▸ TASK TO CARRY OUT
Which lines hold the word "DateTime"? Copy each of them from the material.

▸ DATA LISTING
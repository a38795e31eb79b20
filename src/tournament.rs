use crate::error::MatchError;
use crate::types::*;
use chrono::{DateTime, Utc};
use serde::{Deserialize, Serialize};
use std::{collections::BTreeMap, fs, path::Path, thread::sleep, time::Duration};
use tracing::info;

const WORLD_CUP_2026: &str = include_str!("../data/world_cup_2026.json");

#[derive(Debug, Clone, PartialEq, Serialize, Deserialize)]
#[serde(rename_all = "camelCase")]
pub struct Tournament {
  pub name: String,
  pub groups: BTreeMap<String, Vec<TeamId>>,
  #[serde(default)]
  pub third_place_slots: BTreeMap<String, Vec<String>>,
  pub matches: Vec<Match>,
}

impl Tournament {
  pub fn load_from(path: &Path) -> Result<Self, String> {
    let data = fs::read_to_string(path).map_err(|e| format!("read tournament {}: {e}", path.display()))?;
    Self::from_json(&data).map_err(|e| format!("parse tournament {}: {e}", path.display()))
  }

  pub fn from_json(data: &str) -> Result<Self, String> {
    let tournament = serde_json::from_str::<Tournament>(data).map_err(|e| e.to_string())?;
    tournament.validate()?;
    Ok(tournament)
  }

  pub fn world_cup_2026() -> Result<Self, String> {
    Self::from_json(WORLD_CUP_2026).map_err(|e| format!("embedded 2026 schedule: {e}"))
  }

  pub fn get_match(&self, match_id: &str) -> Option<&Match> {
    self.matches.iter().find(|m| m.id == match_id)
  }

  pub fn group_of(&self, team_id: &str) -> Option<&str> {
    self
      .groups
      .iter()
      .find(|(_, teams)| teams.iter().any(|t| t == team_id))
      .map(|(letter, _)| letter.as_str())
  }

  fn match_mut(&mut self, match_id: &str) -> Result<&mut Match, MatchError> {
    self
      .matches
      .iter_mut()
      .find(|m| m.id == match_id)
      .ok_or_else(|| MatchError::UnknownMatch {
        match_id: match_id.to_string(),
      })
  }

  // ── Admin edits ──

  pub fn record_result(&mut self, match_id: &str, home: u32, away: u32) -> Result<&Match, MatchError> {
    let m = self.match_mut(match_id)?;
    m.home_score = Some(home);
    m.away_score = Some(away);
    m.status = MatchStatus::Finished;
    info!(match_id, home, away, "result recorded");
    Ok(&*m)
  }

  pub fn update_match(&mut self, updated: Match) -> Result<(), MatchError> {
    let m = self.match_mut(&updated.id)?;
    info!(match_id = %updated.id, status = ?updated.status, "match updated");
    *m = updated;
    Ok(())
  }

  // Kickoff reached: live at 0 x 0.
  pub fn start_due_matches(&mut self, now: DateTime<Utc>) -> Vec<String> {
    let mut started = Vec::new();
    for m in self
      .matches
      .iter_mut()
      .filter(|m| m.status == MatchStatus::Scheduled && m.date <= now)
    {
      m.status = MatchStatus::InProgress;
      m.home_score = Some(0);
      m.away_score = Some(0);
      info!(match_id = %m.id, home = %m.home_team_id, away = %m.away_team_id, "match started");
      started.push(m.id.clone());
    }
    started
  }

  fn validate(&self) -> Result<(), String> {
    let mut seen = std::collections::HashSet::new();
    for m in &self.matches {
      if !seen.insert(m.id.as_str()) {
        return Err(format!("duplicate match id {}", m.id));
      }
      if m.phase == Phase::Group && m.group.is_none() {
        return Err(format!("group match {} has no group", m.id));
      }
    }
    for match_id in self.third_place_slots.keys() {
      if !seen.contains(match_id.as_str()) {
        return Err(format!("third-place slot {match_id} is not a scheduled match"));
      }
    }
    Ok(())
  }
}

pub fn spawn_kickoff_watcher(tournament: SharedTournament) {
  std::thread::spawn(move || loop {
    {
      let mut guard = tournament.lock().unwrap_or_else(|e| e.into_inner());
      guard.start_due_matches(Utc::now());
    }
    sleep(Duration::from_millis(KICKOFF_POLL_INTERVAL_MS));
  });
}

#[cfg(test)]
mod tests {
  use super::*;
  use crate::bracket::resolve_tournament;
  use crate::leaderboard::{leaderboard, LeaderboardView};

  #[test]
  fn test_world_cup_2026_shape() {
    let t = Tournament::world_cup_2026().unwrap();
    assert_eq!(t.groups.len(), 12);
    assert!(t.groups.values().all(|teams| teams.len() == 4));
    assert_eq!(t.matches.len(), 104);
    assert_eq!(t.matches.iter().filter(|m| m.phase == Phase::Group).count(), 72);
    assert_eq!(t.matches.iter().filter(|m| m.phase == Phase::Round32).count(), 16);
    assert_eq!(t.matches.iter().filter(|m| m.phase == Phase::Final).count(), 2);
    assert_eq!(t.group_of("Brasil"), Some("C"));
  }

  #[test]
  fn test_third_place_table_is_exact() {
    let t = Tournament::world_cup_2026().unwrap();
    let expected: [(&str, &str); 8] = [
      ("m-R32-1", "ABCDF"),
      ("m-R32-2", "CDFGH"),
      ("m-R32-7", "BEFIJ"),
      ("m-R32-8", "AEHIJ"),
      ("m-R32-11", "CEFHI"),
      ("m-R32-12", "EHIJK"),
      ("m-R32-15", "EFGIJ"),
      ("m-R32-16", "DEIJL"),
    ];
    assert_eq!(t.third_place_slots.len(), expected.len());
    for (match_id, letters) in expected {
      let got: String = t.third_place_slots[match_id].concat();
      assert_eq!(got, letters, "{match_id}");
    }
  }

  #[test]
  fn test_group_matches_reference_configured_teams() {
    let t = Tournament::world_cup_2026().unwrap();
    for m in t.matches.iter().filter(|m| m.phase == Phase::Group) {
      let group = m.group.as_deref().unwrap();
      let teams = &t.groups[group];
      assert!(teams.contains(&m.home_team_id), "{}", m.id);
      assert!(teams.contains(&m.away_team_id), "{}", m.id);
    }
  }

  #[test]
  fn test_duplicate_match_id_rejected() {
    let data = r#"{
      "name": "x",
      "groups": {},
      "matches": [
        {"id":"m-1","homeTeamId":"a","awayTeamId":"b","homeScore":null,"awayScore":null,
         "date":"2026-06-11T19:00:00Z","phase":"FINAL","status":"SCHEDULED"},
        {"id":"m-1","homeTeamId":"a","awayTeamId":"b","homeScore":null,"awayScore":null,
         "date":"2026-06-11T19:00:00Z","phase":"Final","status":"SCHEDULED"}
      ]
    }"#;
    let err = Tournament::from_json(data).unwrap_err();
    assert!(err.contains("duplicate match id m-1"));
  }

  #[test]
  fn test_record_result_finishes_match() {
    let mut t = Tournament::world_cup_2026().unwrap();
    let m = t.record_result("m-A1", 2, 1).unwrap();
    assert_eq!(m.status, MatchStatus::Finished);
    assert_eq!(m.scores(), Some((2, 1)));
    assert_eq!(
      t.record_result("m-ZZ", 1, 0).unwrap_err(),
      MatchError::UnknownMatch { match_id: "m-ZZ".to_string() }
    );
  }

  #[test]
  fn test_start_due_matches_only_touches_scheduled() {
    let mut t = Tournament::world_cup_2026().unwrap();
    let a1 = t.get_match("m-A1").unwrap().date;
    t.record_result("m-A1", 3, 0).unwrap();

    assert!(t.start_due_matches(a1 - chrono::Duration::seconds(1)).is_empty());
    let a2 = t.get_match("m-A2").unwrap().date;
    let started = t.start_due_matches(a2);
    assert_eq!(started, vec!["m-A2".to_string()]);
    let m = t.get_match("m-A2").unwrap();
    assert_eq!(m.status, MatchStatus::InProgress);
    assert_eq!(m.scores(), Some((0, 0)));
    assert_eq!(t.get_match("m-A1").unwrap().scores(), Some((3, 0)));
    assert!(t.start_due_matches(a2).is_empty());
  }

  #[test]
  fn test_update_match_replaces_fields() {
    let mut t = Tournament::world_cup_2026().unwrap();
    let mut r32 = t.get_match("m-R32-1").unwrap().clone();
    r32.away_team_id = "Brasil".to_string();
    t.update_match(r32).unwrap();
    assert_eq!(t.get_match("m-R32-1").unwrap().away_team_id, "Brasil");

    let mut ghost = t.get_match("m-A1").unwrap().clone();
    ghost.id = "m-ZZ".to_string();
    assert!(t.update_match(ghost).is_err());
  }

  #[test]
  fn test_recorded_results_feed_standings_and_leaderboard() {
    let mut t = Tournament::world_cup_2026().unwrap();
    let home = t.get_match("m-A1").unwrap().home_team_id.clone();
    t.record_result("m-A1", 2, 0).unwrap();

    let resolved = resolve_tournament(&t, &t.matches);
    assert_eq!(resolved.standings["A"][0].team_id, home);
    assert_eq!(resolved.standings["A"][0].points, 3);

    let league = League {
      id: "l1".to_string(),
      name: "Firma".to_string(),
      admin_id: "ana".to_string(),
      is_private: false,
      participants: vec!["ana".to_string()],
      pending_requests: Vec::new(),
      settings: LeagueSettings::default(),
    };
    let predictions = vec![Prediction {
      user_id: "ana".to_string(),
      match_id: "m-A1".to_string(),
      league_id: "l1".to_string(),
      home_score: 2,
      away_score: 0,
    }];
    let entries = leaderboard(&league, &t.matches, &predictions, LeaderboardView::Total);
    assert_eq!(entries[0].total_points, 10);
  }
}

▸ RESPONSE AREA
use chrono::{DateTime, Utc};
  pub fn start_due_matches(&mut self, now: DateTime<Utc>) -> Vec<String> {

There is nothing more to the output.